Your concern is a legitimate one and one that you may want to bring up to your surgeon for discussion. She will be able to answer your questions and allay your fears. But let us give you some information that might help. Surgeons have all manner of tools available to them now that have advanced their technical abilities during surgery. For example, preoperative X-rays and fluoroscopy (real-time 3-D X-rays during surgery) make it possible to line everything up accurately and with more precision than ever before. Some disc replacement systems involve using a special machine that makes all the cuts. The surgeon lines everything up carefully but the machine makes even, equal amounts of bone cuts from each end. With this capability, bone resection isn't a significant factor.
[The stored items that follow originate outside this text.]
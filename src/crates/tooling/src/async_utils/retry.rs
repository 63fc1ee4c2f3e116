//! Retry utilities for async operations
//!
//! Provides configurable retry policies with exponential backoff and jitter
//! for handling transient failures in async operations.

use rand::Rng;
use std::future::Future;
use std::time::Duration;

/// Configuration for retrying failed operations
#[derive(Debug, Clone)]
pub struct RetryPolicy {
    /// Maximum number of attempts (including the first)
    pub max_attempts: usize,

    /// Initial interval between retries in seconds
    pub initial_interval: f64,

    /// Multiplier for the interval after each retry
    pub backoff_factor: f64,

    /// Maximum interval between retries in seconds
    pub max_interval: f64,

    /// Whether to add random jitter to intervals
    pub jitter: bool,
}

impl RetryPolicy {
    /// Create a new retry policy with the given max attempts
    ///
    /// # Arguments
    ///
    /// * `max_attempts` - Maximum number of attempts (including first)
    ///
    /// # Example
    ///
    /// ```rust
    /// use tooling::async_utils::retry::RetryPolicy;
    ///
    /// let policy = RetryPolicy::new(3);
    /// assert_eq!(policy.max_attempts, 3);
    /// ```
    pub fn new(max_attempts: usize) -> Self {
        Self {
            max_attempts,
            initial_interval: 0.5,
            backoff_factor: 2.0,
            max_interval: 128.0,
            jitter: true,
        }
    }

    /// Set the initial interval between retries
    pub fn with_initial_interval(mut self, seconds: f64) -> Self {
        self.initial_interval = seconds;
        self
    }

    /// Set the backoff factor
    pub fn with_backoff_factor(mut self, factor: f64) -> Self {
        self.backoff_factor = factor;
        self
    }

    /// Set the maximum interval between retries
    pub fn with_max_interval(mut self, seconds: f64) -> Self {
        self.max_interval = seconds;
        self
    }

    /// Enable or disable jitter
    pub fn with_jitter(mut self, jitter: bool) -> Self {
        self.jitter = jitter;
        self
    }

    /// Calculate the delay for a given attempt number (0-indexed)
    ///
    /// Uses exponential backoff: initial_interval * (backoff_factor ^ attempt)
    /// Capped at max_interval, with optional jitter.
    pub fn calculate_delay(&self, attempt: usize) -> Duration {
        if attempt >= self.max_attempts {
            return Duration::from_secs(0);
        }

        // Calculate base delay with exponential backoff
        let base_delay = self.initial_interval * self.backoff_factor.powi(attempt as i32);

        // Cap at max_interval
        let capped_delay = base_delay.min(self.max_interval);

        // Add jitter if enabled (random factor between 0.5 and 1.5)
        let final_delay = if self.jitter {
            let mut rng = rand::thread_rng();
            let jitter_factor = rng.gen_range(0.5..=1.5);
            capped_delay * jitter_factor
        } else {
            capped_delay
        };

        Duration::from_secs_f64(final_delay)
    }

    /// Check if more retries are allowed
    pub fn should_retry(&self, attempt: usize) -> bool {
        attempt < self.max_attempts
    }
}

impl Default for RetryPolicy {
    fn default() -> Self {
        Self::new(3)
    }
}

/// Retry state for tracking retry attempts
#[derive(Debug, Clone)]
pub struct RetryState {
    /// Number of attempts made so far
    pub attempts: usize,

    /// Last error message
    pub last_error: Option<String>,
}

impl RetryState {
    /// Create a new retry state
    pub fn new() -> Self {
        Self {
            attempts: 0,
            last_error: None,
        }
    }

    /// Record an attempt
    pub fn record_attempt(&mut self, error: Option<String>) {
        self.attempts += 1;
        self.last_error = error;
    }

    /// Reset the retry state
    pub fn reset(&mut self) {
        self.attempts = 0;
        self.last_error = None;
    }
}

impl Default for RetryState {
    fn default() -> Self {
        Self::new()
    }
}

/// Execute an async operation with retry logic
///
/// # Arguments
///
/// * `policy` - Retry policy to use
/// * `operation` - Async operation to execute (must be retryable/idempotent)
///
/// # Returns
///
/// Result of the operation after all retries
///
/// # Example
///
/// ```rust,ignore
/// use tooling::async_utils::retry::{RetryPolicy, with_retry};
///
/// async fn call_api() -> Result<String, String> {
///     // API call that may fail
///     Ok("success".to_string())
/// }
///
/// let policy = RetryPolicy::new(3);
/// let result = with_retry(&policy, || call_api()).await?;
/// ```
pub async fn with_retry<F, Fut, T, E>(
    policy: &RetryPolicy,
    operation: F,
) -> std::result::Result<T, E>
where
    F: Fn() -> Fut,
    Fut: Future<Output = std::result::Result<T, E>>,
    E: std::fmt::Display,
{
    let mut last_error = None;

    for attempt in 0..policy.max_attempts {
        match operation().await {
            Ok(result) => return Ok(result),
            Err(error) => {
                tracing::debug!(
                    "Attempt {} failed: {}. Retrying...",
                    attempt + 1,
                    error
                );

                last_error = Some(error);

                // Check if we should retry
                if !policy.should_retry(attempt + 1) {
                    break;
                }

                // Calculate and sleep for the delay
                let delay = policy.calculate_delay(attempt);
                tracing::debug!("Waiting {:?} before retry", delay);
                tokio::time::sleep(delay).await;
            }
        }
    }

    // All retries exhausted, return last error
    Err(last_error.expect("Should have error after exhausting retries"))
}

/// Check if an error message indicates a transient error that should be retried
///
/// Recognizes common transient error patterns:
/// - Connection errors
/// - Timeouts
/// - Rate limits
/// - 5xx HTTP status codes
/// - Service unavailable
///
/// # Arguments
///
/// * `error_msg` - Error message to check
///
/// # Returns
///
/// `true` if the error appears to be transient
///
/// # Example
///
/// ```rust
/// use tooling::async_utils::retry::is_retryable_error;
///
/// assert!(is_retryable_error("Connection timeout"));
/// assert!(is_retryable_error("503 Service Unavailable"));
/// assert!(!is_retryable_error("404 Not Found"));
/// ```
pub fn is_retryable_error(error_msg: &str) -> bool {
    let lower = error_msg.to_lowercase();

    lower.contains("timeout")
        || lower.contains("connection")
        || lower.contains("rate limit")
        || lower.contains("503")
        || lower.contains("504")
        || lower.contains("502")
        || lower.contains("500")
        || lower.contains("unavailable")
        || lower.contains("too many requests")
        || lower.contains("retry")
}

/// Extract retry-after duration from error message or headers
///
/// Looks for common patterns like:
/// - "Retry after 30 seconds"
/// - "retry-after: 60"
/// - "Rate limit reset in 120s"
///
/// # Arguments
///
/// * `error_msg` - Error message or header value
///
/// # Returns
///
/// Parsed duration if found, None otherwise
///
/// # Example
///
/// ```rust
/// use tooling::async_utils::retry::extract_retry_after;
/// use std::time::Duration;
///
/// let duration = extract_retry_after("Retry after 30 seconds");
/// assert_eq!(duration, Some(Duration::from_secs(30)));
///
/// let duration = extract_retry_after("retry-after: 60");
/// assert_eq!(duration, Some(Duration::from_secs(60)));
/// ```
pub fn extract_retry_after(error_msg: &str) -> Option<Duration> {
    let lower = error_msg.to_lowercase();

    // Try to find patterns like "retry after 30" or "retry-after: 30"
    if let Some(pos) = lower.find("retry") {
        if let Some(after_pos) = lower[pos..].find("after") {
            let rest = &lower[pos + after_pos + 5..];

            // Extract first number we find
            let num_str: String = rest
                .chars()
                .skip_while(|c| !c.is_numeric())
                .take_while(|c| c.is_numeric())
                .collect();

            if let Ok(seconds) = num_str.parse::<u64>() {
                return Some(Duration::from_secs(seconds));
            }
        }
    }

    // Try pattern like "reset in 120s"
    if let Some(pos) = lower.find("reset in") {
        let rest = &lower[pos + 8..];
        let num_str: String = rest
            .chars()
            .skip_while(|c| !c.is_numeric())
            .take_while(|c| c.is_numeric())
            .collect();

        if let Ok(seconds) = num_str.parse::<u64>() {
            return Some(Duration::from_secs(seconds));
        }
    }

    None
}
They even have computer programs that measure (in square millimeters) exactly how much bone has been removed. That gives the surgeon some feedback to gauge how much bone has been resected. Studies show that there are some important factors that can predict who will have better motion after surgery. Men are more likely to have better motion than women. Patients of either sex who have the most motion before disc replacement have the best results after surgery. Getting the disc implanted at the right angle and in the best position are technical factors only your surgeon can control. Patients must choose their surgeon carefully just as surgeons must select patients for this procedure with equal care. Patients who have severe, advanced degenerative disease may be better off with a spinal fusion than a disc replacement. This is something surgeons and patients usually decide together. You may have already had this conversation with your surgeon, but if not, it's always good to review what all your treatment are, which ones are best suited for you, and why. Seok Woo Kim, MD, PhD, et al. Analysis of Factors That May Influence Range of Motion After Cervical Disc Arthroplasty. In The Spine Journal. August 2010. Vol. 10. No. 8. Pp. 683-688.

*Disclaimer:* The information contained herein is compiled from a variety of sources. It may not be complete or timely. It does not cover all diseases, physical conditions, ailments or treatments. The information should NOT be used in place of visit with your healthcare provider, nor should you disregard the advice of your health care provider because of any information you read in this topic.